First_list = (1, 2, 3, 10)
Second_list = (3, 5, 7, 9)


In [69]:
# More advanced example---putting it all together
# Find maximum in each pair of numbers
list(map(lambda pair: max(pair), zip(list_1, list_2)))

[3, 5, 7, 10]

### Boolean Indexing - DataFrames:

Boolean indexing lets you select a subset of rows from a DataFrame based on some condition. It relies on the fact that you can test on conditions of a Pandas Series element-wise, resulting in a series of Booleans:

In [70]:
my_df

Unnamed: 0,First,Last,Age,Salary_000s,Salary,young_and_rich,age_squared
Employee_1,Maya,Midzik,50,80,80000,False,2500
Employee_2,Jonathan,Balaban,25,70,70000,True,25
Employee_3,Jerod,Rubalcava,31,60,60000,False,961


In [71]:
my_df["Age"] > 30

Employee_1     True
Employee_2    False
Employee_3     True
Name: Age, dtype: bool

Then, you can use that to subset:

In [72]:
my_df[my_df["Age"] > 30] # all rows with age greater than 30

Unnamed: 0,First,Last,Age,Salary_000s,Salary,young_and_rich,age_squared
Employee_1,Maya,Midzik,50,80,80000,False,2500
Employee_3,Jerod,Rubalcava,31,60,60000,False,961


In [73]:
(my_df["Age"] > 30) & (my_df["Age"] < 50)

Employee_1    False
Employee_2    False
Employee_3     True
Name: Age, dtype: bool

In [74]:
my_df

Unnamed: 0,First,Last,Age,Salary_000s,Salary,young_and_rich,age_squared
Employee_1,Maya,Midzik,50,80,80000,False,2500
Employee_2,Jonathan,Balaban,25,70,70000,True,25
Employee_3,Jerod,Rubalcava,31,60,60000,False,961


In [75]:
# all rows with age greater than 30 and less than 50
my_df[(my_df["Age"] > 49) | (my_df["Salary"] ==70000)] 

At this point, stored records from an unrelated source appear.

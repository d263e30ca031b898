//! Wall clock abstraction
//!
//! Session expiry is an absolute epoch-millisecond timestamp compared
//! against the local clock. The clock is injected so tests can move time
//! without sleeping.

use std::sync::Arc;
use std::sync::atomic::{AtomicI64, Ordering};
use std::time::Duration;

use chrono::Utc;

/// Source of the current time in epoch milliseconds
pub trait Clock: Send + Sync {
    fn now_millis(&self) -> i64;
}

/// Clock backed by the system time
#[derive(Debug, Clone, Copy, Default)]
pub struct SystemClock;

impl Clock for SystemClock {
    fn now_millis(&self) -> i64 {
        Utc::now().timestamp_millis()
    }
}

/// Manually driven clock
///
/// Clones share the same instant, so a test can hand one clone to a store
/// and keep another to advance time.
#[derive(Debug, Clone, Default)]
pub struct ManualClock {
    now: Arc<AtomicI64>,
}

impl ManualClock {
    /// Create a clock frozen at `now_millis`
    pub fn new(now_millis: i64) -> Self {
        Self {
            now: Arc::new(AtomicI64::new(now_millis)),
        }
    }

    /// Jump to an absolute instant
    pub fn set(&self, now_millis: i64) {
        self.now.store(now_millis, Ordering::SeqCst);
    }

    /// Move the clock forward
    pub fn advance(&self, by: Duration) {
        let millis = i64::try_from(by.as_millis()).unwrap_or(i64::MAX);
        self.now.fetch_add(millis, Ordering::SeqCst);
    }
}

impl Clock for ManualClock {
    fn now_millis(&self) -> i64 {
        self.now.load(Ordering::SeqCst)
    }
}
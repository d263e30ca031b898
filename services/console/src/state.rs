//! Application state shared across handlers

use std::sync::Arc;

use auth::{AuthGuard, LoginBackend, LoginService, SessionStore};

use crate::proxy::ApiProxy;

/// Application state shared across handlers
#[derive(Clone)]
pub struct AppState {
    pub guard: AuthGuard,
    pub login: LoginService,
    pub proxy: ApiProxy,
}

impl AppState {
    pub fn new(store: SessionStore, backend: Arc<dyn LoginBackend>, proxy: ApiProxy) -> Self {
        Self {
            guard: AuthGuard::new(store.clone()),
            login: LoginService::new(backend, store),
            proxy,
        }
    }
}
//! Login form validation

use serde::Serialize;

use crate::models::LoginCredentials;

/// Shortest accepted username or password
pub const MIN_LEN: usize = 2;
/// Longest accepted username or password
pub const MAX_LEN: usize = 50;

/// A single rejected form field
#[derive(Debug, Clone, PartialEq, Eq, Serialize)]
pub struct FieldError {
    pub field: &'static str,
    pub message: String,
}

/// Validate username
pub fn validate_username(username: &str) -> Result<(), String> {
    validate_length("Username", username)
}

/// Validate password
pub fn validate_password(password: &str) -> Result<(), String> {
    validate_length("Password", password)
}

/// Validate both fields, collecting every failure
pub fn validate_credentials(credentials: &LoginCredentials) -> Result<(), Vec<FieldError>> {
    let mut errors = Vec::new();

    if let Err(message) = validate_username(&credentials.username) {
        errors.push(FieldError {
            field: "username",
            message,
        });
    }

    if let Err(message) = validate_password(&credentials.password) {
        errors.push(FieldError {
            field: "password",
            message,
        });
    }

    if errors.is_empty() {
        Ok(())
    } else {
        Err(errors)
    }
}

fn validate_length(label: &str, value: &str) -> Result<(), String> {
    let len = value.chars().count();

    if len < MIN_LEN {
        return Err(format!("{} must be at least {} characters", label, MIN_LEN));
    }

    if len > MAX_LEN {
        return Err(format!("{} cannot exceed {} characters", label, MAX_LEN));
    }

    Ok(())
}
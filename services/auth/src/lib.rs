//! Session handling for the gas console
//!
//! This crate holds the signed-in session and the route guard built on it:
//! - [`session::SessionStore`] persists one principal with an expiry and
//!   evicts it lazily once the expiry passes.
//! - [`guard::AuthGuard`] decides on every navigation whether the current
//!   route may be shown or which route replaces it.
//! - [`login::LoginService`] validates credentials, asks the backend API to
//!   check them, and records the resulting session.

pub mod error;
pub mod guard;
pub mod login;
pub mod models;
pub mod routes;
pub mod session;
pub mod validation;

pub use error::{LoginError, SessionError, SessionResult};
pub use guard::{AuthGuard, AuthState, Decision, Navigation};
pub use login::{HttpLoginBackend, LoginBackend, LoginOutcome, LoginService};
pub use models::{LoginCredentials, Principal, Role, SessionRecord};
pub use routes::{RouteKind, RouteTable};
pub use session::{DEFAULT_SESSION_TTL, Lookup, SIGNED_IN_KEY, SessionStore};
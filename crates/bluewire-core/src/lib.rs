//! # BlueWire Core Library
//!
//! HCI UART transport driver for Bluetooth controllers.

#![warn(missing_docs)]
#![cfg_attr(docsrs, feature(doc_cfg))]

//!
//! This library provides:
//! - Packet framing for the H4 wire format (event, ACL data, loopback)
//! - A dedicated reader thread decoupled from the consumer by a FIFO queue
//! - A never-blocking byte-oriented read API with partial-packet draining
//! - Transport lifecycle management (open, close, baud reconfiguration)
//! - A serialport-backed bus with RTS/CTS flow control and CTS readiness
//!
//! ## Example
//!
//! ```rust,ignore
//! use bluewire_core::transport::{HciTransport, TransportConfig, TransportEvent};
//!
//! let config = TransportConfig {
//!     port_name: "/dev/ttyUSB0".to_string(),
//!     ..Default::default()
//! };
//! let mut transport = HciTransport::new(config);
//! transport.open(|TransportEvent::DataReady| {
//!     // signal the host stack to come drain packets
//! })?;
//!
//! // HCI Reset
//! transport.write(&[0x01, 0x03, 0x0C, 0x00])?;
//!
//! // ... once the callback fires:
//! let mut buf = [0u8; 64];
//! let n = transport.read(&mut buf);
//! println!("event bytes: {:02x?}", &buf[..n]);
//! ```

pub mod transport;

/// Re-export commonly used types
pub mod prelude {
    pub use crate::transport::{
        HciBus, HciPacket, HciTransport, IoctlReply, IoctlRequest, PacketKind, SessionState,
        TransportConfig, TransportError, TransportEvent,
    };
}

/// Library version
pub const VERSION: &str = env!("CARGO_PKG_VERSION");
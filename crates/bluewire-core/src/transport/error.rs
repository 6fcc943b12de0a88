//! Transport errors

use thiserror::Error;

/// Errors that can occur in the HCI transport driver
#[derive(Error, Debug)]
pub enum TransportError {
    #[error("Bus error: {0}")]
    Bus(String),

    #[error("Transport not open")]
    NotOpen,

    #[error("Transport already open")]
    AlreadyOpen,

    #[error("Bus not ready")]
    NotReady,

    #[error("Timed out waiting for bus readiness")]
    ReadyTimeout,

    #[error("Unsupported baud rate: {0}")]
    UnsupportedBaud(u32),

    #[error("Unsupported packet discriminator: {0:#04x}")]
    UnsupportedDiscriminator(u8),

    #[error("Declared payload length {declared} exceeds buffer capacity {max}")]
    OversizedPayload { declared: usize, max: usize },

    #[error("Port not found: {0}")]
    PortNotFound(String),

    #[error("I/O error: {0}")]
    IoError(#[from] std::io::Error),
}

impl TransportError {
    /// True for errors raised while delimiting a packet (bad discriminator,
    /// oversized payload). The reader loop absorbs these and resynchronizes
    /// at the next discriminator byte.
    pub fn is_framing(&self) -> bool {
        matches!(
            self,
            TransportError::UnsupportedDiscriminator(_) | TransportError::OversizedPayload { .. }
        )
    }
}
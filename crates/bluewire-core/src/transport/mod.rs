//! HCI UART Transport
//!
//! Moves the HCI (H4) byte stream between an upper protocol stack and a
//! Bluetooth controller behind a flow-controlled serial link. A dedicated
//! reader thread frames incoming bytes into typed packets and stages them in
//! a FIFO queue; the consumer drains the queue through a never-blocking
//! byte-oriented `read`.

pub mod baud;
mod bus;
mod error;
mod framer;
mod packet;
mod pool;
mod queue;
pub mod serial;
mod session;

pub use bus::{BusRead, HciBus};
pub use error::TransportError;
pub use packet::{HciPacket, PacketKind};
pub use pool::{PacketPool, PoolPermit};
pub use queue::{EventCallback, PacketQueue, TransportEvent};
pub use serial::{list_ports, PortInfo, SerialBus};
pub use session::{
    HciTransport, IoctlReply, IoctlRequest, SessionState, TransportConfig, TransportCounters,
};

use std::time::Duration;

/// Default baud rate for the HCI UART
pub const DEFAULT_BAUD_RATE: u32 = 115_200;

/// Backing-buffer capacity for a single packet, envelope included
pub const MAX_PACKET_SIZE: usize = 1024;

/// Largest ACL content length the framer accepts (envelope overhead is the
/// discriminator plus the 4-byte sub-header)
pub const MAX_ACL_PAYLOAD: usize = MAX_PACKET_SIZE - 5;

/// How long `open` waits for the bus readiness signal by default
pub const DEFAULT_READY_TIMEOUT_MS: u64 = 2000;

/// Default poll interval for the discriminator-byte wait
pub const DEFAULT_DISCRIMINATOR_POLL_MS: u64 = 100;

/// Default cap on packets alive at once
pub const DEFAULT_POOL_CAPACITY: usize = 8;

/// Receive-slice duration for packet-body reads; bounds how long the reader
/// can go without observing a stop request mid-packet
pub(crate) const BODY_READ_TIMEOUT: Duration = Duration::from_millis(250);

/// Poll cadence while waiting on the readiness signal
pub(crate) const READY_POLL: Duration = Duration::from_millis(10);

/// How long a transmit waits for the readiness signal before failing
pub(crate) const TRANSMIT_READY_TIMEOUT: Duration = Duration::from_secs(1);

/// Sleep before retrying when packet storage is exhausted
pub(crate) const POOL_BACKOFF: Duration = Duration::from_secs(2);
//! HCI Controller Probe Tool
//!
//! A standalone tool to bring up the transport against a real controller,
//! send an HCI Reset, and dump whatever events come back.
//!
//! Usage:
//!   cargo run --example hci_reset -- [OPTIONS] [PORT]
//!
//! Options:
//!   --port PORT       Serial port (default: first enumerated, else /dev/ttyUSB0)
//!   --baud RATE       Baud rate (default: 115200)
//!   --wait MS         How long to wait for the reset response (default: 2000)
//!   --list            List candidate serial ports and exit

use std::sync::mpsc;
use std::time::Duration;

use anyhow::Context;
use bluewire_core::transport::{HciTransport, TransportConfig};

fn main() -> anyhow::Result<()> {
    tracing_subscriber::fmt()
        .with_env_filter(
            tracing_subscriber::EnvFilter::try_from_default_env()
                .unwrap_or_else(|_| "bluewire_core=debug".into()),
        )
        .init();

    let args: Vec<String> = std::env::args().collect();

    let mut port_name: Option<String> = None;
    let mut baud_rate = 115_200u32;
    let mut wait_ms = 2000u64;

    let mut i = 1;
    while i < args.len() {
        match args[i].as_str() {
            "--port" | "-p" => {
                i += 1;
                if i < args.len() {
                    port_name = Some(args[i].clone());
                }
            }
            "--baud" | "-b" => {
                i += 1;
                if i < args.len() {
                    baud_rate = args[i].parse().unwrap_or(115_200);
                }
            }
            "--wait" | "-w" => {
                i += 1;
                if i < args.len() {
                    wait_ms = args[i].parse().unwrap_or(2000);
                }
            }
            "--list" | "-l" => {
                for port in HciTransport::list_ports() {
                    println!("{}  {:?}", port.name, port.product);
                }
                return Ok(());
            }
            other => {
                port_name = Some(other.to_string());
            }
        }
        i += 1;
    }

    let port_name = port_name
        .or_else(|| HciTransport::list_ports().first().map(|p| p.name.clone()))
        .unwrap_or_else(|| "/dev/ttyUSB0".to_string());

    println!("Opening {} at {} baud", port_name, baud_rate);

    let config = TransportConfig {
        port_name,
        baud_rate,
        ..Default::default()
    };
    let mut transport = HciTransport::new(config);

    let (ready_tx, ready_rx) = mpsc::channel::<()>();
    transport
        .open(move |_| {
            let _ = ready_tx.send(());
        })
        .context("failed to open transport")?;

    // HCI Reset: ogf 0x03, ocf 0x003, no parameters.
    let reset = [0x01u8, 0x03, 0x0C, 0x00];
    transport.write(&reset).context("failed to send HCI Reset")?;
    println!("Sent HCI Reset, waiting {}ms for events...", wait_ms);

    let mut buf = [0u8; 512];
    let deadline = std::time::Instant::now() + Duration::from_millis(wait_ms);
    loop {
        let remaining = deadline.saturating_duration_since(std::time::Instant::now());
        if remaining.is_zero() {
            break;
        }
        if ready_rx.recv_timeout(remaining).is_err() {
            break;
        }
        loop {
            let n = transport.read(&mut buf);
            if n == 0 {
                break;
            }
            println!("<< {:02x?}", &buf[..n]);
        }
    }

    let counters = transport.counters();
    println!(
        "Done: {} bytes out, {} bytes in across {} packets",
        counters.tx_bytes, counters.rx_bytes, counters.rx_packets
    );

    transport.close().context("failed to close transport")?;
    Ok(())
}
/// Replies from [`HciTransport::ioctl`]
#[derive(Debug, Clone, Copy, PartialEq, Eq)]
pub enum IoctlReply {
    /// Operation completed with nothing to report
    Done,
    /// Current baud rate
    Baud(u32),
}

/// Snapshot of cumulative transfer metrics
#[derive(Debug, Clone, Copy, Default, PartialEq, Eq, Serialize, Deserialize)]
pub struct TransportCounters {
    /// Bytes handed to the bus for transmission
    pub tx_bytes: u64,
    /// Transmit calls that reached the bus
    pub tx_packets: u64,
    /// Bytes of reassembled packets (envelope included)
    pub rx_bytes: u64,
    /// Packets reassembled and queued
    pub rx_packets: u64,
}

#[derive(Default)]
struct SharedCounters {
    tx_bytes: AtomicU64,
    tx_packets: AtomicU64,
    rx_bytes: AtomicU64,
    rx_packets: AtomicU64,
}

struct ReaderHandle {
    stop: Arc<AtomicBool>,
    join: JoinHandle<()>,
}

/// HCI UART transport session
///
/// Single producer (the internal reader thread), single consumer (the
/// caller). `read` never blocks; completed packets surface through the
/// data-ready callback registered at `open`.
pub struct HciTransport {
    config: TransportConfig,
    state: SessionState,
    bus: Option<Box<dyn HciBus>>,
    queue: Arc<PacketQueue>,
    pool: Arc<PacketPool>,
    in_flight: Option<HciPacket>,
    reader: Option<ReaderHandle>,
    counters: Arc<SharedCounters>,
    baud_rate: u32,
}

impl HciTransport {
    /// Create a session (not yet open) that will drive the serial port named
    /// in `config`.
    pub fn new(config: TransportConfig) -> Self {
        let pool = Arc::new(PacketPool::new(config.pool_capacity));
        let baud_rate = config.baud_rate;
        Self {
            config,
            state: SessionState::Uninitialized,
            bus: None,
            queue: Arc::new(PacketQueue::new()),
            pool,
            in_flight: None,
            reader: None,
            counters: Arc::new(SharedCounters::default()),
            baud_rate,
        }
    }

    /// Create a session over a caller-supplied bus instead of a serial port.
    pub fn with_bus(config: TransportConfig, bus: Box<dyn HciBus>) -> Self {
        let mut session = Self::new(config);
        session.bus = Some(bus);
        session
    }

    /// List serial ports a controller might sit behind.
    pub fn list_ports() -> Vec<super::PortInfo> {
        super::serial::list_ports()
    }

    /// Current session state
    pub fn state(&self) -> SessionState {
        self.state
    }

    /// Number of complete packets waiting in the queue (the in-flight
    /// packet, if any, is not counted).
    pub fn pending_packets(&self) -> usize {
        self.queue.len()
    }

    /// Cumulative tx/rx metrics
    pub fn counters(&self) -> TransportCounters {
        TransportCounters {
            tx_bytes: self.counters.tx_bytes.load(Ordering::Relaxed),
            tx_packets: self.counters.tx_packets.load(Ordering::Relaxed),
            rx_bytes: self.counters.rx_bytes.load(Ordering::Relaxed),
            rx_packets: self.counters.rx_packets.load(Ordering::Relaxed),
        }
    }

    /// The baud rate the link currently runs at
    pub fn baud_rate(&self) -> u32 {
        self.baud_rate
    }

    /// Open the transport: bring up the bus, wait for readiness, start the
    /// reader thread.
    ///
    /// `callback` fires from the reader thread whenever the packet queue goes
    /// from empty to nonempty; it must not block and must not call back into
    /// this session. On error the session rolls back to `Uninitialized` and
    /// the reader thread is never started.
    pub fn open<F>(&mut self, callback: F) -> Result<(), TransportError>
    where
        F: Fn(TransportEvent) + Send + Sync + 'static,
    {
        if self.state != SessionState::Uninitialized {
            return Err(TransportError::AlreadyOpen);
        }
        self.state = SessionState::Initializing;

        match self.bring_up(Arc::new(callback)) {
            Ok(()) => {
                self.state = SessionState::Ready;
                debug!(port = %self.config.port_name, "transport open");
                Ok(())
            }
            Err(e) => {
                self.queue.clear_callback();
                self.bus = None;
                self.state = SessionState::Uninitialized;
                Err(e)
            }
        }
    }

    fn bring_up(&mut self, callback: EventCallback) -> Result<(), TransportError> {
        if self.bus.is_none() {
            self.bus = Some(Box::new(SerialBus::open(&self.config)?));
        }
        self.wait_until_ready()?;
        self.queue.set_callback(callback);
        self.start_reader()
    }

    /// Poll the readiness signal until it asserts or the configured timeout
    /// expires.
    fn wait_until_ready(&mut self) -> Result<(), TransportError> {
        let bus = self.bus.as_mut().ok_or(TransportError::NotOpen)?;
        let deadline = Instant::now() + Duration::from_millis(self.config.ready_timeout_ms);
        while !bus.is_ready() {
            if Instant::now() >= deadline {
                return Err(TransportError::ReadyTimeout);
            }
            thread::sleep(READY_POLL);
        }
        Ok(())
    }

    fn start_reader(&mut self) -> Result<(), TransportError> {
        let bus = self.bus.as_ref().ok_or(TransportError::NotOpen)?.try_clone()?;
        let stop = Arc::new(AtomicBool::new(false));
        let queue = Arc::clone(&self.queue);
        let pool = Arc::clone(&self.pool);
        let counters = Arc::clone(&self.counters);
        let poll = Duration::from_millis(self.config.discriminator_poll_ms);

        let thread_stop = Arc::clone(&stop);
        let join = thread::Builder::new()
            .name("bluewire-reader".to_string())
            .spawn(move || reader_loop(bus, queue, pool, counters, thread_stop, poll))
            .map_err(TransportError::IoError)?;

        self.reader = Some(ReaderHandle { stop, join });
        Ok(())
    }

    fn stop_reader(&mut self) {
        if let Some(handle) = self.reader.take() {
            handle.stop.store(true, Ordering::Relaxed);
            if handle.join.join().is_err() {
                error!("reader thread panicked during shutdown");
            }
        }
    }

    /// Transmit raw bytes to the controller.
    ///
    /// Fails fast with a lifecycle error unless the session is `Ready`;
    /// nothing reaches the bus in that case.
    pub fn write(&mut self, data: &[u8]) -> Result<usize, TransportError> {
        if self.state != SessionState::Ready {
            return Err(TransportError::NotOpen);
        }
        let bus = self.bus.as_mut().ok_or(TransportError::NotOpen)?;
        bus.transmit(data)?;
        self.counters
            .tx_bytes
            .fetch_add(data.len() as u64, Ordering::Relaxed);
        self.counters.tx_packets.fetch_add(1, Ordering::Relaxed);
        Ok(data.len())
    }

    /// Drain reassembled packet bytes into `buf`. Never blocks; returns the
    /// number of bytes copied, 0 when nothing is available (including before
    /// `open` and after `close`, when the queue is necessarily empty).
    ///
    /// A packet larger than `buf` is consumed across successive calls; its
    /// bytes are always delivered contiguously and in order, and queued
    /// packets drain strictly FIFO.
    pub fn read(&mut self, buf: &mut [u8]) -> usize {
        let mut total = 0;
        while total < buf.len() {
            if self.in_flight.is_none() {
                match self.queue.pop() {
                    Some(packet) => self.in_flight = Some(packet),
                    None => break,
                }
            }
            if let Some(packet) = self.in_flight.as_mut() {
                total += packet.copy_into(&mut buf[total..]);
                if packet.is_exhausted() {
                    self.in_flight = None;
                }
            }
        }
        total
    }

    /// Perform a control operation on the open transport.
    ///
    /// `BaudWrite` stops the reader thread, reconfigures the bus, and starts
    /// the reader again; framing across a live rate change would
    /// desynchronize byte boundaries. Queued packets survive the restart.
    pub fn ioctl(&mut self, request: IoctlRequest) -> Result<IoctlReply, TransportError> {
        if self.state != SessionState::Ready {
            return Err(TransportError::NotOpen);
        }
        match request {
            IoctlRequest::Flush => Ok(IoctlReply::Done),
            IoctlRequest::BaudRead => Ok(IoctlReply::Baud(self.baud_rate)),
            IoctlRequest::BaudWrite(rate) => {
                baud::validate(rate)?;
                self.stop_reader();
                let result = self
                    .bus
                    .as_mut()
                    .ok_or(TransportError::NotOpen)
                    .and_then(|bus| bus.reconfigure_baud(rate));
                // Restart the reader even if reconfiguration failed; the
                // link is still running at the old rate in that case.
                self.start_reader()?;
                result?;
                self.baud_rate = rate;
                debug!(baud = rate, "baud rate changed");
                Ok(IoctlReply::Done)
            }
        }
    }

    /// Close the transport: stop the reader, discard all staged packets,
    /// release the bus.
    pub fn close(&mut self) -> Result<(), TransportError> {
        if self.state != SessionState::Ready {
            return Err(TransportError::NotOpen);
        }
        self.state = SessionState::ShuttingDown;
        self.stop_reader();
        self.queue.drain();
        self.in_flight = None;
        self.queue.clear_callback();
        self.bus = None;
        self.state = SessionState::Uninitialized;
        debug!("transport closed");
        Ok(())
    }
}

Unnamed: 0,First,Last,Age,Salary_000s,Salary,young_and_rich,age_squared
Employee_1,Maya,Midzik,50,80,80000,False,2500
Employee_2,Jonathan,Balaban,25,70,70000,True,25


In [76]:
my_df

Unnamed: 0,First,Last,Age,Salary_000s,Salary,young_and_rich,age_squared
Employee_1,Maya,Midzik,50,80,80000,False,2500
Employee_2,Jonathan,Balaban,25,70,70000,True,25
Employee_3,Jerod,Rubalcava,31,60,60000,False,961


In [77]:
# all rows where first name is not equal to Jerod 
my_df[~(my_df["First"] == "Jerod")] 

Unnamed: 0,First,Last,Age,Salary_000s,Salary,young_and_rich,age_squared
Employee_1,Maya,Midzik,50,80,80000,False,2500
Employee_2,Jonathan,Balaban,25,70,70000,True,25


In [78]:
# all rows where first name is not equal to Jerod 
my_df[my_df["First"] != "Jerod"] 

Unnamed: 0,First,Last,Age,Salary_000s,Salary,young_and_rich,age_squared
Employee_1,Maya,Midzik,50,80,80000,False,2500
Employee_2,Jonathan,Balaban,25,70,70000,True,25


### Exercise

Using the same data from the population dataframe below:

* Create a new column "density", that is the population divided by the size
* Filter the DataFrame to only include rows with population less than 1000000000.
* Sort the countries from highest to lowest density
    * For this second part: you'll have to Google how to do this. You'll get used to this quickly, and it isn't as bad as you might think. Try Googling "sort pandas dataframe" and I bet the first result you get will be a link to the documentation that you can use to show you how to do this. Once you realize you can "just Google stuff", a whole world opens up for you!

In [79]:
prob2_df

Unnamed: 0,Country Name,Population,Size
0,China,1409517397,9572900
1,India,1339180127,3287263
2,USA,324459463,9629091
3,Indonesia,263991379,1904556
4,Brazil,209288278,8511965


In [80]:
prob2_df['Density'] = prob2_df['Population'] / prob2_df['Size']
prob2_df

Unnamed: 0,Country Name,Population,Size,Density
0,China,1409517397,9572900,147.240376
1,India,1339180127,3287263,407.384541
2,USA,324459463,9629091,33.695752
3,Indonesia,263991379,1904556,138.610458
4,Brazil,209288278,8511965,24.58754


In [81]:
prob2_df[prob2_df['Population'] < 1000000000]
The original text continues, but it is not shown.